[Stored items]
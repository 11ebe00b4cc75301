use crate::{
    element::{FH, VH},
    error::Error,
    iterator,
    macros::debug_check_topology,
    topol::{HasTopology, Topology},
};

impl Topology {
    /// Get an iterator over triplets of vertices, that represent a fan
    /// triangulation of a face starting at the tail of its halfedge.
    pub fn triangulated_face_vertices(&self, f: FH) -> impl Iterator<Item = [VH; 3]> + use<'_> {
        let hstart = self.face_halfedge(f);
        let vstart = self.from_vertex(hstart);
        iterator::loop_ccw_iter(self, self.next_halfedge(hstart))
            .take_while(move |h| self.to_vertex(*h) != vstart)
            .map(move |h| [vstart, self.from_vertex(h), self.to_vertex(h)])
    }

    /// Fan triangles of every live face, in face order.
    pub fn triangulated_vertices(&self) -> impl Iterator<Item = [VH; 3]> + use<'_> {
        self.faces()
            .flat_map(move |f| self.triangulated_face_vertices(f))
    }

    /// Split a face into a fan of triangles.
    ///
    /// The last triangle of the fan keeps the handle of the face. The new
    /// faces copy the properties of the face, and the new halfedges copy the
    /// properties of the halfedge before the face's halfedge.
    pub fn triangulate_face(&mut self, f: FH) -> Result<(), Error> {
        if !self.is_valid_face(f) {
            return Err(Error::InvalidFace(f));
        }
        if self.is_deleted(f) {
            return Err(Error::DeletedFace(f));
        }
        self.hprops.check_writable()?;
        self.eprops.check_writable()?;
        self.fprops.check_writable()?;
        let mut base = self.face_halfedge(f);
        let vstart = self.from_vertex(base);
        let prev = self.prev_halfedge(base);
        let mut next = self.next_halfedge(base);
        while self.to_vertex(self.next_halfedge(next)) != vstart {
            let next2 = self.next_halfedge(next);
            let fnew = self.new_face(base)?;
            let hnew = self.new_edge(vstart, self.to_vertex(next))?;
            let ohnew = hnew.opposite();
            // Close the triangle.
            self.link_halfedges(base, next);
            self.link_halfedges(next, ohnew);
            self.link_halfedges(ohnew, base);
            self.set_halfedge_face(base, Some(fnew));
            self.set_halfedge_face(next, Some(fnew));
            self.set_halfedge_face(ohnew, Some(fnew));
            self.hprops.copy(prev, ohnew)?;
            self.hprops.copy(prev, hnew)?;
            self.fprops.copy(f, fnew)?;
            base = hnew;
            next = next2;
        }
        // Last triangle takes the original face handle.
        self.set_face_halfedge(f, base);
        self.link_halfedges(base, next);
        self.link_halfedges(self.next_halfedge(next), base);
        self.set_halfedge_face(base, Some(f));
        debug_check_topology!(self, "triangulate_face");
        Ok(())
    }

    /// Triangulate every live face.
    pub fn triangulate(&mut self) -> Result<(), Error> {
        // New faces are appended, and come out as triangles already.
        let nfaces = self.faces_size() as u32;
        for f in (0..nfaces).map(FH::from) {
            if !self.is_deleted(f) {
                self.triangulate_face(f)?;
            }
        }
        Ok(())
    }
}

#[cfg(test)]
mod test {
    use crate::{
        element::Handle,
        iterator,
        topol::{
            HasTopology, TopolCache,
            test::{loop_mesh, quad_box},
        },
    };

    #[test]
    fn t_box_triangulated_indices() {
        let qbox = quad_box();
        assert_eq!(
            qbox.triangulated_vertices()
                .flatten()
                .map(|v| v.index())
                .collect::<Vec<_>>(),
            &[
                1, 0, 3, 1, 3, 2, 4, 0, 1, 4, 1, 5, 5, 1, 2, 5, 2, 6, 6, 2, 3, 6, 3, 7, 7, 3, 0, 7,
                0, 4, 7, 4, 5, 7, 5, 6
            ]
        );
    }

    #[test]
    fn t_box_triangulate_face() {
        let mut qbox = quad_box();
        qbox.triangulate_face(5.into())
            .expect("Failed to triangulate face");
        assert_eq!(7, qbox.num_faces());
        assert_eq!(
            (2, 5),
            qbox.faces().fold((0usize, 0usize), |(t, q), f| {
                match qbox.face_valence(f) {
                    3 => (t + 1, q),
                    4 => (t, 1 + q),
                    _ => (t, q),
                }
            })
        );
        assert_eq!(13, qbox.num_edges());
        assert_eq!(26, qbox.num_halfedges());
        assert_eq!(
            iterator::fv_ccw_iter(&qbox, 5.into())
                .map(|v| v.index())
                .collect::<Vec<_>>(),
            &[5, 6, 7]
        );
        assert_eq!(
            iterator::fv_ccw_iter(&qbox, 6.into())
                .map(|v| v.index())
                .collect::<Vec<_>>(),
            &[4, 5, 7]
        );
        qbox.check_topology().expect("Topology errors found");
    }

    #[test]
    fn t_box_triangulate() {
        let mut qbox = quad_box();
        qbox.triangulate().expect("Cannot triangulate mesh");
        assert_eq!(12, qbox.num_faces());
        assert_eq!(18, qbox.num_edges());
        assert_eq!(36, qbox.num_halfedges());
        assert_eq!(8, qbox.num_vertices());
        assert!(qbox.is_triangle_mesh());
        assert!(qbox.is_closed());
        assert_eq!(
            qbox.faces()
                .flat_map(|f| iterator::fv_ccw_iter(&qbox, f))
                .map(|v| v.index())
                .collect::<Vec<_>>(),
            &[
                3, 2, 1, 1, 5, 4, 2, 6, 5, 3, 7, 6, 0, 4, 7, 5, 6, 7, 0, 3, 1, 0, 1, 4, 1, 2, 5, 2,
                3, 6, 3, 0, 7, 4, 5, 7
            ]
        );
        qbox.check_topology().expect("Topology errors found");
    }

    #[test]
    fn t_triangulate_copies_face_properties() {
        let mut mesh = loop_mesh();
        let mut cache = TopolCache::default();
        let mut tags = mesh.fprops.add("f:tag", 0u32).expect("Cannot add property");
        for f in mesh.faces().collect::<Vec<_>>() {
            tags.set(f, f.index() + 1).expect("Cannot set property");
        }
        mesh.delete_face(4.into(), &mut cache)
            .expect("Cannot delete face");
        mesh.triangulate().expect("Cannot triangulate mesh");
        // Seven live quads, each split in two.
        assert_eq!(mesh.num_faces(), 14);
        assert!(mesh.is_triangle_mesh());
        let tags = tags.try_borrow().expect("Cannot borrow property");
        for tag in [1u32, 2, 3, 4, 6, 7, 8] {
            assert_eq!(mesh.faces().filter(|f| tags[*f] == tag).count(), 2);
        }
        assert!(mesh.faces().all(|f| tags[f] != 5));
        mesh.check_topology().expect("Topology errors found");
    }
}
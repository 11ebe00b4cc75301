/*!
A halfedge based surface mesh kernel, with named and typed properties on the
elements of the mesh, and garbage collection of deleted elements.

# Overview

+ A halfedge datastructure represents the topology of a mesh, i.e. the
  connectivity of vertices, edges and faces. Elements are referred to by
  handles ([`VH`], [`HH`], [`EH`], [`FH`]) that are plain indices into the
  storage of the mesh.

+ Any number of named properties can be attached to each kind of element. A
  property is a column of values of one type, and is created, looked up,
  renamed and removed by name. All columns of an element kind grow, shrink and
  compact together with the elements.

+ Deleting elements only flags them. The storage and all properties keep their
  slots until [`PolyMeshT::garbage_collection`] compacts the mesh, and returns
  a [`Remap`] from the old handles to the new ones. Properties that store
  handles are rewritten in the same pass.

+ The generic polygon mesh type [`PolyMeshT<DIM, A>`] stores the positions of
  the vertices in the reserved [`POINTS`] property. The type of the positions
  is chosen by an implementation of [`Adaptor`], so the mesh can be used with
  any vector type.

+ With the `use_glam` feature, the [`use_glam`] module provides adaptors and
  concrete mesh types that use [`glam`](https://crates.io/crates/glam):

  + [`PolyMeshF32`](use_glam::PolyMeshF32) using 32 bit floating point
    positions.

  + [`PolyMeshF64`](use_glam::PolyMeshF64) using 64 bit floating point
    positions.

+ The `check-invariants` feature runs the topology checker after every
  structural edit, and panics on the first violation.
*/

mod macros;

mod check;
mod edit;
mod element;
mod error;
mod gc;
mod iterator;
mod mesh;
mod primitive;
mod property;
mod status;
mod topol;
mod triangulate;

#[cfg(feature = "use_glam")]
pub mod use_glam;

pub use element::{EH, FH, HH, Handle, Kind, VH};
pub use error::{Error, NonManifold};
pub use gc::Remap;
pub use iterator::HasIterators;
pub use mesh::{Adaptor, FloatScalarAdaptor, POINTS, PolyMeshT};
pub use property::{
    EPropBuf, EProperty, FPropBuf, FProperty, HPropBuf, HProperty, PropBuf, Property, VPropBuf,
    VProperty,
};
pub use status::Status;
pub use topol::HasTopology;
use std::ops::Range;

use crate::{
    element::{EH, FH, HH, Handle, Kind, VH},
    error::Error,
    gc::Remap,
    property::{EProperty, FProperty, HProperty, Property, VProperty},
    status::Status,
    topol::{HasTopology, TopolCache, Topology},
};

/// Name of the vertex property holding the positions of the vertices.
pub const POINTS: &str = "v:point";

/// Tells the mesh how to work with the vector and scalar types used to
/// represent its geometry.
///
/// `DIM` is the number of spatial dimensions the mesh lives in.
pub trait Adaptor<const DIM: usize> {
    type Vector: Copy + 'static;
    type Scalar: Copy + 'static;

    /// Create a vector from its coordinates.
    fn vector(coords: [Self::Scalar; DIM]) -> Self::Vector;

    fn zero_vector() -> Self::Vector;

    /// Get the `i`-th coordinate of a vector.
    fn vector_coord(v: &Self::Vector, i: usize) -> Self::Scalar;
}

/// Adaptor for floating point scalar types.
pub trait FloatScalarAdaptor<const DIM: usize>: Adaptor<DIM> {
    fn scalarf32(val: f32) -> Self::Scalar;

    fn scalarf64(val: f64) -> Self::Scalar;
}

/// A polygon mesh whose vertex positions are described by the adaptor `A`.
///
/// The positions live in the reserved vertex property `"v:point"`, which is
/// created with the mesh and cannot be removed or renamed.
pub struct PolyMeshT<const DIM: usize, A>
where
    A: Adaptor<DIM>,
{
    pub(crate) topol: Topology,
    pub(crate) cache: TopolCache,
    points: VProperty<A::Vector>,
}

impl<const DIM: usize, A> HasTopology for PolyMeshT<DIM, A>
where
    A: Adaptor<DIM>,
{
    fn topology(&self) -> &Topology {
        &self.topol
    }
}

impl<const DIM: usize, A> Default for PolyMeshT<DIM, A>
where
    A: Adaptor<DIM>,
{
    fn default() -> Self {
        Self::new()
    }
}

fn check_reserved<H: Handle>(name: &str) -> Result<(), Error> {
    if H::KIND == Kind::Vertex && name == POINTS {
        Err(Error::ReservedProperty(H::KIND, name.to_string()))
    } else {
        Ok(())
    }
}

impl<const DIM: usize, A> PolyMeshT<DIM, A>
where
    A: Adaptor<DIM>,
{
    pub fn new() -> Self {
        Self::with_capacity(0, 0, 0)
    }

    /// Create an empty mesh with space reserved for the given number of
    /// vertices, edges and faces.
    pub fn with_capacity(nverts: usize, nedges: usize, nfaces: usize) -> Self {
        let mut topol = Topology::with_capacity(nverts, nedges, nfaces);
        let points = match topol.vprops.add(POINTS, A::zero_vector()) {
            Ok(points) => points,
            // The container is empty, so the name is free.
            Err(_) => unreachable!(),
        };
        PolyMeshT {
            topol,
            cache: TopolCache::default(),
            points,
        }
    }

    pub fn reserve(&mut self, nverts: usize, nedges: usize, nfaces: usize) -> Result<(), Error> {
        self.topol.reserve(nverts, nedges, nfaces)
    }

    /// Remove all elements. Properties stay defined, with no values.
    pub fn clear(&mut self) -> Result<(), Error> {
        self.topol.clear()
    }

    /// The positions of the vertices.
    pub fn points(&self) -> VProperty<A::Vector> {
        self.points.clone()
    }

    pub fn point(&self, v: VH) -> Result<A::Vector, Error> {
        self.points.get_cloned(v)
    }

    pub fn set_point(&mut self, v: VH, pos: A::Vector) -> Result<(), Error> {
        self.points.set(v, pos)
    }

    pub fn add_vertex(&mut self, pos: A::Vector) -> Result<VH, Error> {
        let v = self.topol.add_vertex()?;
        self.points.set(v, pos)?;
        Ok(v)
    }

    /// Add vertices at the given positions, returning the range of their
    /// indices.
    pub fn add_vertices(&mut self, pos: &[A::Vector]) -> Result<Range<u32>, Error> {
        let range = self.topol.add_vertices(pos.len())?;
        let mut points = self.points.try_borrow_mut()?;
        points.buf[(range.start as usize)..(range.end as usize)].copy_from_slice(pos);
        Ok(range)
    }

    /// Add a face with the given vertices in counter-clockwise order.
    pub fn add_face(&mut self, verts: &[VH]) -> Result<FH, Error> {
        self.topol.add_face(verts, &mut self.cache)
    }

    pub fn add_tri_face(&mut self, v0: VH, v1: VH, v2: VH) -> Result<FH, Error> {
        self.add_face(&[v0, v1, v2])
    }

    pub fn add_quad_face(&mut self, v0: VH, v1: VH, v2: VH, v3: VH) -> Result<FH, Error> {
        self.add_face(&[v0, v1, v2, v3])
    }

    /// Delete a vertex and its incident faces. Edges and vertices left without
    /// any faces are deleted with them.
    pub fn delete_vertex(&mut self, v: VH) -> Result<(), Error> {
        self.topol.delete_vertex(v, &mut self.cache)
    }

    pub fn delete_edge(&mut self, e: EH) -> Result<(), Error> {
        self.topol.delete_edge(e, &mut self.cache)
    }

    pub fn delete_face(&mut self, f: FH) -> Result<(), Error> {
        self.topol.delete_face(f, &mut self.cache)
    }

    /// Remove deleted elements from storage, and return the map from the old
    /// handles to the new ones. Handles stored in properties are rewritten.
    pub fn garbage_collection(&mut self) -> Result<Remap, Error> {
        self.topol.garbage_collection()
    }

    pub fn check_topology(&self) -> Result<(), Error> {
        self.topol.check_topology()
    }

    /// Mutable access to the status flags of an element. The deleted flag can
    /// only be changed by deleting the element.
    pub fn status_mut<H: Handle>(&mut self, h: H) -> Result<&mut Status, Error> {
        let i = h.index() as usize;
        H::statuses_mut(&mut self.topol)
            .get_mut(i)
            .ok_or(Error::OutOfBoundsAccess(i))
    }

    /// Add a property called `name` to the elements of kind `H`, with every
    /// element set to `default`.
    pub fn add_property<H, T>(&mut self, name: &str, default: T) -> Result<Property<H, T>, Error>
    where
        H: Handle,
        T: Clone + 'static,
    {
        H::properties_mut(&mut self.topol).add(name, default)
    }

    /// Look up a property by name. A property with another value type counts
    /// as missing.
    pub fn get_property<H, T>(&self, name: &str) -> Option<Property<H, T>>
    where
        H: Handle,
        T: Clone + 'static,
    {
        H::properties(&self.topol).get(name)
    }

    pub fn get_or_add_property<H, T>(
        &mut self,
        name: &str,
        default: T,
    ) -> Result<Property<H, T>, Error>
    where
        H: Handle,
        T: Clone + 'static,
    {
        H::properties_mut(&mut self.topol).get_or_add(name, default)
    }

    /// Remove a property. Accessors obtained earlier are detached. Returns
    /// false if there was no such property.
    pub fn remove_property<H: Handle>(&mut self, name: &str) -> Result<bool, Error> {
        check_reserved::<H>(name)?;
        H::properties_mut(&mut self.topol).remove(name)
    }

    /// Rename a property. Returns false if there was no property called
    /// `old`.
    pub fn rename_property<H: Handle>(&mut self, old: &str, new: &str) -> Result<bool, Error> {
        check_reserved::<H>(old)?;
        H::properties_mut(&mut self.topol).rename(old, new)
    }

    pub fn has_property<H: Handle>(&self, name: &str) -> bool {
        H::properties(&self.topol).contains(name)
    }

    /// Names of the properties defined on elements of kind `H`.
    pub fn property_names<H: Handle>(&self) -> Vec<String> {
        H::properties(&self.topol).names()
    }

    pub fn add_vertex_property<T>(&mut self, name: &str, default: T) -> Result<VProperty<T>, Error>
    where
        T: Clone + 'static,
    {
        self.add_property::<VH, T>(name, default)
    }

    pub fn add_halfedge_property<T>(
        &mut self,
        name: &str,
        default: T,
    ) -> Result<HProperty<T>, Error>
    where
        T: Clone + 'static,
    {
        self.add_property::<HH, T>(name, default)
    }

    pub fn add_edge_property<T>(&mut self, name: &str, default: T) -> Result<EProperty<T>, Error>
    where
        T: Clone + 'static,
    {
        self.add_property::<EH, T>(name, default)
    }

    pub fn add_face_property<T>(&mut self, name: &str, default: T) -> Result<FProperty<T>, Error>
    where
        T: Clone + 'static,
    {
        self.add_property::<FH, T>(name, default)
    }

    pub fn get_vertex_property<T>(&self, name: &str) -> Option<VProperty<T>>
    where
        T: Clone + 'static,
    {
        self.get_property::<VH, T>(name)
    }

    pub fn get_halfedge_property<T>(&self, name: &str) -> Option<HProperty<T>>
    where
        T: Clone + 'static,
    {
        self.get_property::<HH, T>(name)
    }

    pub fn get_edge_property<T>(&self, name: &str) -> Option<EProperty<T>>
    where
        T: Clone + 'static,
    {
        self.get_property::<EH, T>(name)
    }

    pub fn get_face_property<T>(&self, name: &str) -> Option<FProperty<T>>
    where
        T: Clone + 'static,
    {
        self.get_property::<FH, T>(name)
    }

    /// Fan triangles of every live face.
    pub fn triangulated_vertices(&self) -> impl Iterator<Item = [VH; 3]> {
        self.topol.triangulated_vertices()
    }

    /// Triangulate a face.
    ///
    /// This does not take the geometry / shape of the face into account. This
    /// only accounts for the topology of the face.
    pub fn triangulate_face(&mut self, f: FH) -> Result<(), Error> {
        self.topol.triangulate_face(f)
    }

    /// Triangulate all faces in this mesh.
    pub fn triangulate(&mut self) -> Result<(), Error> {
        self.topol.triangulate()
    }

    /// Split an edge with a new vertex at the given position.
    ///
    /// A new vertex is inserted at the given position and is used to split the
    /// given edge. A new edge is created during this split. If successful, a
    /// tuple containing the new vertex and the new edge is returned.
    pub fn split_edge(
        &mut self,
        e: EH,
        pos: A::Vector,
        copy_props: bool,
    ) -> Result<(VH, EH), Error> {
        if !self.topol.is_valid_edge(e) {
            return Err(Error::InvalidEdge(e));
        }
        if self.topol.is_deleted(e) {
            return Err(Error::DeletedEdge(e));
        }
        self.topol.hprops.check_writable()?;
        self.topol.eprops.check_writable()?;
        let v = self.add_vertex(pos)?;
        let enew = self.topol.split_edge(e, v, copy_props)?;
        Ok((v, enew))
    }

    pub fn check_edge_flip(&self, e: EH) -> bool {
        self.topol.check_edge_flip(e)
    }

    pub fn flip_edge(&mut self, e: EH) -> Result<(), Error> {
        self.topol.flip_edge(e)
    }

    /// Split a face by inserting a new vertex at the given position, and
    /// connecting it to every vertex of the face. For a triangle this is the
    /// usual one to three split. Returns the new vertex.
    pub fn split_face(&mut self, f: FH, pos: A::Vector) -> Result<VH, Error> {
        if !self.topol.is_valid_face(f) {
            return Err(Error::InvalidFace(f));
        }
        if self.topol.is_deleted(f) {
            return Err(Error::DeletedFace(f));
        }
        self.topol.hprops.check_writable()?;
        self.topol.eprops.check_writable()?;
        self.topol.fprops.check_writable()?;
        let v = self.add_vertex(pos)?;
        self.topol.split_face(f, v)?;
        Ok(v)
    }

    pub fn check_edge_insertion(&self, h0: HH, h1: HH) -> bool {
        self.topol.check_edge_insertion(h0, h1)
    }

    /// Split the face shared by `h0` and `h1` with a new edge between their
    /// head vertices. Returns the new halfedge from the head of `h0` to the
    /// head of `h1`.
    pub fn insert_edge(&mut self, h0: HH, h1: HH) -> Result<HH, Error> {
        self.topol.insert_edge(h0, h1)
    }

    pub fn check_edge_collapse(&self, h: HH) -> bool {
        self.topol.check_edge_collapse(h)
    }

    /// Collapse the halfedge onto its head vertex. The position of the head
    /// vertex is kept.
    pub fn collapse_edge(&mut self, h: HH) -> Result<(), Error> {
        self.topol.collapse_edge(h, &mut self.cache)
    }
}
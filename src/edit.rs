use crate::{
    element::{EH, FH, HH, VH},
    error::Error,
    iterator,
    macros::debug_check_topology,
    topol::{HasTopology, TopolCache, Topology},
};
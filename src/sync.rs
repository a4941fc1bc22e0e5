use anyhow::Result;
use tracing::{info, warn};

use crate::anilist::{CatalogApi, FetchError, Media, NewAnime};
use crate::season::SeasonBucket;
use crate::store::{AnimeStore, UpsertOutcome};

/// Records gathered for one bucket, plus how many pages were usable.
#[derive(Debug, Default)]
pub struct BucketReport {
    pub records: Vec<Media>,
    pub pages_fetched: u32,
    pub pages_failed: u32,
    pub malformed: usize,
}

#[derive(Debug, Clone, Copy, Default, PartialEq, Eq)]
pub struct ReconcileReport {
    pub inserted: usize,
    pub updated: usize,
    pub skipped: usize,
}

#[derive(Debug, Clone, Copy, Default, PartialEq, Eq)]
pub struct SyncSummary {
    pub buckets: usize,
    pub fetched: usize,
    pub pages_failed: u32,
    pub malformed: usize,
    pub reconcile: ReconcileReport,
}

/// Adult-content post-filter. The season query already asks for
/// `isAdult: false`, so nothing is dropped here.
pub fn is_filtered_out(_media: &Media) -> bool {
    false
}

/// Page through one bucket, 1-indexed, up to `page_limit` pages. Failed pages
/// are logged and skipped; an empty page ends the bucket.
pub async fn fetch_bucket(
    api: &dyn CatalogApi,
    bucket: SeasonBucket,
    page_limit: u32,
) -> BucketReport {
    let mut report = BucketReport::default();

    for page in 1..=page_limit {
        match api.fetch_page(bucket, page).await {
            Ok(fetched) if fetched.is_empty() => break,
            Ok(fetched) => {
                info!("Fetched {} anime from page {}", fetched.media.len(), page);
                report.pages_fetched += 1;
                report.malformed += fetched.malformed;
                report
                    .records
                    .extend(fetched.media.into_iter().filter(|m| !is_filtered_out(m)));
            }
            Err(e @ FetchError::Query(_)) => {
                warn!("GraphQL errors on page {} of {}: {}", page, bucket, e);
                report.pages_failed += 1;
            }
            Err(e) => {
                warn!("Error fetching page {} of {}: {}", page, bucket, e);
                report.pages_failed += 1;
            }
        }
    }

    report
}

/// Upsert every record inside a single transaction, committed once after all
/// records were attempted.
pub fn reconcile(store: &mut AnimeStore, records: Vec<Media>) -> Result<ReconcileReport> {
    let mut report = ReconcileReport::default();
    let batch = store.begin()?;

    for media in records {
        let raw_id = media.id;
        let anime = match NewAnime::from_media(media) {
            Ok(anime) => anime,
            Err(reason) => {
                warn!("Skipping anime {:?}: {}", raw_id, reason);
                report.skipped += 1;
                continue;
            }
        };
        match batch.upsert(&anime) {
            Ok(UpsertOutcome::Inserted) => report.inserted += 1,
            Ok(UpsertOutcome::Updated) => report.updated += 1,
            Err(e) => {
                warn!("Error processing anime {}: {}", anime.anilist_id, e);
                report.skipped += 1;
            }
        }
    }

    batch.commit()?;
    info!(
        "Database update complete: {} new anime, {} updated, {} skipped",
        report.inserted, report.updated, report.skipped
    );
    Ok(report)
}

pub async fn run_sync(
    api: &dyn CatalogApi,
    store: &mut AnimeStore,
    buckets: &[SeasonBucket],
    page_limit: u32,
) -> Result<SyncSummary> {
    info!("Fetching {} seasons...", buckets.len());
    let mut all = Vec::new();
    let mut pages_failed = 0;
    let mut malformed = 0;

    for &bucket in buckets {
        info!("Fetching {}...", bucket);
        let report = fetch_bucket(api, bucket, page_limit).await;
        pages_failed += report.pages_failed;
        malformed += report.malformed;
        if report.records.is_empty() {
            info!("No anime found for {}", bucket);
        } else {
            info!("Found {} anime for {}", report.records.len(), bucket);
            all.extend(report.records);
        }
    }

    let fetched = all.len();
    info!(
        "Total anime fetched: {} ({} malformed records skipped)",
        fetched, malformed
    );
    info!("Storing data in database...");
    let reconcile = reconcile(store, all)?;

    Ok(SyncSummary {
        buckets: buckets.len(),
        fetched,
        pages_failed,
        malformed,
        reconcile,
    })
}
use once_cell::sync::Lazy;
use regex::Regex;

// Non-greedy and line-bound: a tag split across lines is left in place.
static TAG_PATTERN: Lazy<Regex> =
    Lazy::new(|| Regex::new(r"<.*?>").expect("Invalid tag pattern defined in code"));

/// Best-effort markup removal for AniList descriptions. Not a parser: nested
/// or malformed markup may survive partially.
pub fn clean_description(input: Option<&str>) -> String {
    match input {
        Some(raw) if !raw.is_empty() => TAG_PATTERN.replace_all(raw, "").trim().to_string(),
        _ => String::new(),
    }
}

#[cfg(test)]
mod tests {
    use super::*;

    #[test]
    fn strips_tags_and_trims() {
        assert_eq!(
            clean_description(Some("<p>Hello <b>world</b></p>")),
            "Hello world"
        );
        assert_eq!(
            clean_description(Some("  Line one<br>\n<i>Line two</i>  ")),
            "Line one\nLine two"
        );
    }

    #[test]
    fn empty_or_absent_input_yields_empty_output() {
        assert_eq!(clean_description(Some("")), "");
        assert_eq!(clean_description(None), "");
        assert_eq!(clean_description(Some("<br><br>")), "");
    }

    #[test]
    fn leaves_text_without_closing_bracket_alone() {
        assert_eq!(clean_description(Some("a < b and c")), "a < b and c");
    }
}
use chrono::{Datelike, NaiveDate};
use std::fmt;

/// Years planned on either side of the reference year.
const YEARS_AROUND: i32 = 2;

#[derive(Debug, Clone, Copy, PartialEq, Eq, Hash)]
pub enum Season {
    Winter,
    Spring,
    Summer,
    Fall,
}

impl Season {
    pub const ALL: [Season; 4] = [Season::Winter, Season::Spring, Season::Summer, Season::Fall];

    /// Month is 1-based. Out-of-range months fall into FALL, same as Sep–Nov.
    pub fn from_month(month: u32) -> Self {
        match month {
            12 | 1 | 2 => Season::Winter,
            3..=5 => Season::Spring,
            6..=8 => Season::Summer,
            _ => Season::Fall,
        }
    }

    pub fn as_graphql(&self) -> &'static str {
        match self {
            Season::Winter => "WINTER",
            Season::Spring => "SPRING",
            Season::Summer => "SUMMER",
            Season::Fall => "FALL",
        }
    }
}

impl fmt::Display for Season {
    fn fmt(&self, f: &mut fmt::Formatter<'_>) -> fmt::Result {
        f.write_str(self.as_graphql())
    }
}

#[derive(Debug, Clone, Copy, PartialEq, Eq, Hash)]
pub struct SeasonBucket {
    pub season: Season,
    pub year: i32,
}

impl fmt::Display for SeasonBucket {
    fn fmt(&self, f: &mut fmt::Formatter<'_>) -> fmt::Result {
        write!(f, "{} {}", self.season, self.year)
    }
}

/// December stays in the reference year.
pub fn current_bucket(reference: NaiveDate) -> SeasonBucket {
    SeasonBucket {
        season: Season::from_month(reference.month()),
        year: reference.year(),
    }
}

/// Buckets from two years ahead down to two years behind, each year in
/// WINTER, SPRING, SUMMER, FALL order.
pub fn plan_seasons(reference: NaiveDate) -> Vec<SeasonBucket> {
    let year = reference.year();
    ((year - YEARS_AROUND)..=(year + YEARS_AROUND))
        .rev()
        .flat_map(|year| Season::ALL.into_iter().map(move |season| SeasonBucket { season, year }))
        .collect()
}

- Problem to work on: Using the records above, copy word for word the line with "tags.set(f, f.index() +", the line with "the vertices in", and every line between them.

- Solution to this problem:
            tags.set(f, f.index() + 1).expect("Cannot set property");
        }
        mesh.delete_face(4.into(), &mut cache)
            .expect("Cannot delete face");
        mesh.triangulate().expect("Cannot triangulate mesh");
        // Seven live quads, each split in two.
        assert_eq!(mesh.num_faces(), 14);
        assert!(mesh.is_triangle_mesh());
        let tags = tags.try_borrow().expect("Cannot borrow property");
        for tag in [1u32, 2, 3, 4, 6, 7, 8] {
            assert_eq!(mesh.faces().filter(|f| tags[*f] == tag).count(), 2);
        }
        assert!(mesh.faces().all(|f| tags[f] != 5));
        mesh.check_topology().expect("Topology errors found");
    }
}
repository 11ebe00b4cc75301
/*!
A halfedge based surface mesh kernel, with named and typed properties on the
elements of the mesh, and garbage collection of deleted elements.

# Overview

+ A halfedge datastructure represents the topology of a mesh, i.e. the
  connectivity of vertices, edges and faces. Elements are referred to by
  handles ([`VH`], [`HH`], [`EH`], [`FH`]) that are plain indices into the
  storage of the mesh.

+ Any number of named properties can be attached to each kind of element. A
  property is a column of values of one type, and is created, looked up,
  renamed and removed by name. All columns of an element kind grow, shrink and
  compact together with the elements.

+ Deleting elements only flags them. The storage and all properties keep their
  slots until [`PolyMeshT::garbage_collection`] compacts the mesh, and returns
  a [`Remap`] from the old handles to the new ones. Properties that store
  handles are rewritten in the same pass.

+ The generic polygon mesh type [`PolyMeshT<DIM, A>`] stores the positions of
  the vertices in the reserved [`POINTS`] property. The type of the positions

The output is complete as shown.